In the records below, find each line with the word "inferences" and copy it.

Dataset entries
Start of Block
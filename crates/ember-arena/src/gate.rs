//! Allow/deny gate serializing arena growth.
//!
//! Growth may move the backing store, so it must never overlap the
//! parallel tracking phase. The gate is closed by default; a growth call
//! made while it is closed, or an attempt to open an open gate (or close
//! a closed one), is an internal error and aborts.

use std::sync::atomic::{AtomicBool, Ordering};

use ember_core::{fatal, Site};

/// Runtime guard over arena growth.
#[derive(Debug, Default)]
pub struct GrowthGate {
    open: AtomicBool,
}

// Compile-time assertion: GrowthGate must be Send + Sync.
const _: fn() = || {
    fn assert<T: Send + Sync>() {}
    assert::<GrowthGate>();
};

impl GrowthGate {
    /// A closed gate.
    pub fn new() -> Self {
        Self {
            open: AtomicBool::new(false),
        }
    }

    /// Open the gate. Fatal if it is already open.
    pub fn allow(&self) {
        if self.open.swap(true, Ordering::AcqRel) {
            fatal!(Site::here("arena-gate"), "growth gate is already open");
        }
    }

    /// Close the gate. Fatal if it is already closed.
    pub fn deny(&self) {
        if !self.open.swap(false, Ordering::AcqRel) {
            fatal!(Site::here("arena-gate"), "growth gate is already closed");
        }
    }

    /// Whether growth is currently permitted.
    pub fn is_open(&self) -> bool {
        self.open.load(Ordering::Acquire)
    }

    /// Abort unless the gate is open. Called on every allocation.
    pub(crate) fn check(&self, requested: usize) {
        if !self.is_open() {
            fatal!(
                Site::here("arena-gate"),
                "allocation of {requested} fields while growth is denied"
            );
        }
    }
}
// 该文件是 Shanan PCB （山南西风 · 电路板缺陷检测） 项目的一部分。
// src/pipeline.rs - 推理请求流水线
//
// 本文件根据 Apache 许可证第 2.0 版（以下简称“许可证”）授权使用；
// 除非遵守该许可证条款，否则您不得使用本文件。
// 您可通过以下网址获取许可证副本：
// http://www.apache.org/licenses/LICENSE-2.0
// 除非适用法律要求或书面同意，根据本许可协议分发的软件均按“原样”提供，
// 不附带任何形式的明示或暗示的保证或条件。
// 有关许可权限与限制的具体条款，请参阅本许可协议。
//
// Copyright (C) 2026 Johann Li <me@qinka.pro>, Wareless Group

//! 单次请求的处理流程：
//!
//! `Received → Validated → Staged → Decoded → CacheHit | Inferred → Annotated → Completed`
//!
//! 任一阶段失败即进入 `Failed`。暂存文件由请求独占，在两种终态下都会被删除。

use std::path::{Path, PathBuf};
use std::sync::Arc;
use std::sync::atomic::{AtomicU64, Ordering};
use std::time::{Duration, Instant};

use serde::Serialize;
use thiserror::Error;
use tokio::io::AsyncRead;
use tracing::{Instrument, debug, info, info_span, warn};

use crate::cache::{CacheKey, DEFAULT_CACHE_CAPACITY, ResultCache, ResultSource};
use crate::executor::{InferenceError, InferenceExecutor, default_workers};
use crate::input::{
  DecodeError, FileValidator, StagingError, StagingStore, UploadDescriptor, ValidationError,
  ValidationRules, decode,
};
use crate::model::{DetectionSet, Detector};
use crate::output::{AnnotatedImage, Annotator, LabelFont, OutputError};

#[derive(Error, Debug)]
pub enum PipelineError {
  #[error("文件校验失败: {0}")]
  Validation(#[from] ValidationError),
  #[error("文件暂存失败: {0}")]
  Staging(#[from] StagingError),
  #[error("图像解码失败: {0}")]
  Decode(#[from] DecodeError),
  #[error("推理失败: {0}")]
  Inference(#[from] InferenceError),
  #[error("输出失败: {0}")]
  Output(#[from] OutputError),
}

impl PipelineError {
  /// 可区分的失败原因
  pub fn reason(&self) -> &'static str {
    match self {
      PipelineError::Validation(e) => e.reason(),
      PipelineError::Staging(_) => "StagingError",
      PipelineError::Decode(_) => "DecodeError",
      PipelineError::Inference(_) => "InferenceError",
      PipelineError::Output(_) => "OutputError",
    }
  }

  /// 是否为服务端内部错误
  pub fn is_internal(&self) -> bool {
    matches!(
      self,
      PipelineError::Staging(_) | PipelineError::Inference(_) | PipelineError::Output(_)
    )
  }
}

/// 请求所处阶段
#[derive(Debug, Clone, Copy, PartialEq, Eq)]
pub enum Stage {
  Received,
  Validated,
  Staged,
  Decoded,
  CacheHit,
  Inferred,
  Annotated,
  Completed,
  Failed,
}

/// 输出形式
#[derive(Debug, Clone, Copy, PartialEq, Eq)]
pub enum OutputMode {
  Detections,
  Annotated,
}

#[derive(Debug, Clone)]
pub struct PipelineConfig {
  pub rules: ValidationRules,
  /// 为空时使用系统临时目录
  pub staging_dir: Option<PathBuf>,
  pub cache_capacity: usize,
  pub workers: usize,
  /// 为空或加载失败时使用内置字体
  pub font: Option<PathBuf>,
}

impl Default for PipelineConfig {
  fn default() -> Self {
    Self {
      rules: ValidationRules::default(),
      staging_dir: None,
      cache_capacity: DEFAULT_CACHE_CAPACITY,
      workers: default_workers(),
      font: None,
    }
  }
}

#[derive(Debug)]
pub struct PipelineOutput {
  pub detections: Arc<DetectionSet>,
  pub annotated: Option<AnnotatedImage>,
  pub source: ResultSource,
  /// 实际接收的字节数
  pub file_size: u64,
  pub processing_time: Duration,
}

impl PipelineOutput {
  pub fn cache_hit(&self) -> bool {
    self.source != ResultSource::Inferred
  }

  pub fn processing_time_ms(&self) -> f64 {
    self.processing_time.as_secs_f64() * 1000.0
  }
}

#[derive(Debug, Default)]
struct Counters {
  requests: AtomicU64,
  completed: AtomicU64,
  failed: AtomicU64,
  inferences: AtomicU64,
}

#[derive(Debug, Clone, Copy, PartialEq, Eq, Serialize)]
pub struct PipelineStats {
  pub total_requests: u64,
  pub completed: u64,
  pub failed: u64,
  pub inferences: u64,
  /// 截断后退化而被丢弃的检测框
  pub dropped_boxes: u64,
}

pub struct Pipeline {
  validator: FileValidator,
  staging: StagingStore,
  executor: InferenceExecutor,
  cache: ResultCache,
  annotator: Annotator,
  counters: Counters,
}

impl Pipeline {
  pub fn new(detector: Arc<dyn Detector>, config: PipelineConfig) -> Result<Self, PipelineError> {
    let staging = match &config.staging_dir {
      Some(dir) => StagingStore::open(dir)?,
      None => StagingStore::system()?,
    };
    info!("暂存目录: {}", staging.directory().display());
    info!("结果缓存容量: {}", config.cache_capacity);

    let font = LabelFont::resolve(config.font.as_deref())?;

    Ok(Self {
      validator: FileValidator::new(config.rules),
      staging,
      executor: InferenceExecutor::new(detector, config.workers),
      cache: ResultCache::new(config.cache_capacity),
      annotator: Annotator::new(font),
      counters: Counters::default(),
    })
  }

  pub fn validator(&self) -> &FileValidator {
    &self.validator
  }

  pub fn staging_dir(&self) -> &Path {
    self.staging.directory()
  }

  pub fn cache(&self) -> &ResultCache {
    &self.cache
  }

  pub fn executor(&self) -> &InferenceExecutor {
    &self.executor
  }

  pub fn annotator(&self) -> &Annotator {
    &self.annotator
  }

  pub fn stats(&self) -> PipelineStats {
    PipelineStats {
      total_requests: self.counters.requests.load(Ordering::Relaxed),
      completed: self.counters.completed.load(Ordering::Relaxed),
      failed: self.counters.failed.load(Ordering::Relaxed),
      inferences: self.counters.inferences.load(Ordering::Relaxed),
      dropped_boxes: self.executor.dropped_boxes(),
    }
  }

  /// 模型已加载且推理执行器仍接受请求
  pub fn model_loaded(&self) -> bool {
    self.executor.is_available()
  }

  /// 处理一次上传
  pub async fn run<R>(
    &self,
    upload: UploadDescriptor<R>,
    mode: OutputMode,
  ) -> Result<PipelineOutput, PipelineError>
  where
    R: AsyncRead + Unpin,
  {
    let id = self.counters.requests.fetch_add(1, Ordering::Relaxed) + 1;
    let span = info_span!("request", id);

    let result = self.process(upload, mode).instrument(span.clone()).await;
    let _enter = span.enter();
    match &result {
      Ok(output) => {
        self.counters.completed.fetch_add(1, Ordering::Relaxed);
        debug!("请求状态: {:?}", Stage::Completed);
        info!(
          "请求完成: {} 个检测结果, 耗时 {:.1} ms",
          output.detections.len(),
          output.processing_time_ms()
        );
      }
      Err(e) => {
        self.counters.failed.fetch_add(1, Ordering::Relaxed);
        debug!("请求状态: {:?}", Stage::Failed);
        warn!("请求失败 ({}): {}", e.reason(), e);
      }
    }
    result
  }

  async fn process<R>(
    &self,
    upload: UploadDescriptor<R>,
    mode: OutputMode,
  ) -> Result<PipelineOutput, PipelineError>
  where
    R: AsyncRead + Unpin,
  {
    let started = Instant::now();
    debug!("请求状态: {:?}", Stage::Received);

    let validated = self.validator.validate(
      upload.filename.as_deref(),
      upload.content_type.as_deref(),
      upload.declared_size,
    )?;
    debug!("请求状态: {:?} ({})", Stage::Validated, validated.filename);

    // 暂存文件在本函数返回或被取消时删除
    let mut asset = self.staging.stage(upload.body, &validated.extension).await?;
    debug!("请求状态: {:?}", Stage::Staged);

    // 声明大小可能与实际不符
    let limit = self.validator.rules().max_file_size;
    if asset.size() > limit {
      warn!("实际文件过大: {} 字节 (上限 {})", asset.size(), limit);
      return Err(
        ValidationError::FileTooLarge {
          size: asset.size(),
          limit,
        }
        .into(),
      );
    }

    let image = Arc::new(decode(&asset)?);
    debug!(
      "请求状态: {:?} ({}x{})",
      Stage::Decoded,
      image.width(),
      image.height()
    );

    let key = CacheKey::of(&image);
    let resolved = self
      .cache
      .resolve(key, || {
        self.counters.inferences.fetch_add(1, Ordering::Relaxed);
        self.executor.infer(image.clone())
      })
      .await?;
    match resolved.source {
      ResultSource::Inferred => debug!("请求状态: {:?}", Stage::Inferred),
      _ => debug!("请求状态: {:?} ({:?})", Stage::CacheHit, resolved.source),
    }

    let annotated = match mode {
      OutputMode::Annotated => {
        let annotated = self.annotator.annotate(&image, &resolved.detections);
        debug!("请求状态: {:?}", Stage::Annotated);
        Some(annotated)
      }
      OutputMode::Detections => None,
    };

    let file_size = asset.size();
    asset.release();

    Ok(PipelineOutput {
      detections: resolved.detections,
      annotated,
      source: resolved.source,
      file_size,
      processing_time: started.elapsed(),
    })
  }
}

#[cfg(test)]
mod tests {
  use super::*;

  #[test]
  fn reasons_are_distinguishable() {
    let too_large: PipelineError = ValidationError::FileTooLarge { size: 2, limit: 1 }.into();
    let bad_ext: PipelineError = ValidationError::UnsupportedExtension(".txt".into()).into();
    let failed: PipelineError = InferenceError::ModelFailure("x".into()).into();

    assert_eq!(too_large.reason(), "FileTooLarge");
    assert_eq!(bad_ext.reason(), "UnsupportedExtension");
    assert_eq!(failed.reason(), "InferenceError");
    assert!(failed.is_internal());
    assert!(!bad_ext.is_internal());
  }

  #[test]
  fn output_reports_cache_hits() {
    let output = PipelineOutput {
      detections: Arc::new(DetectionSet::default()),
      annotated: None,
      source: ResultSource::Coalesced,
      file_size: 0,
      processing_time: Duration::from_millis(3),
    };
    assert!(output.cache_hit());
    assert!((output.processing_time_ms() - 3.0).abs() < 1e-9);
  }
}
End of Block
▶ _Result of this exercise_:
  inferences: AtomicU64,
  pub inferences: u64,
      inferences: self.counters.inferences.load(Ordering::Relaxed),
        self.counters.inferences.fetch_add(1, Ordering::Relaxed);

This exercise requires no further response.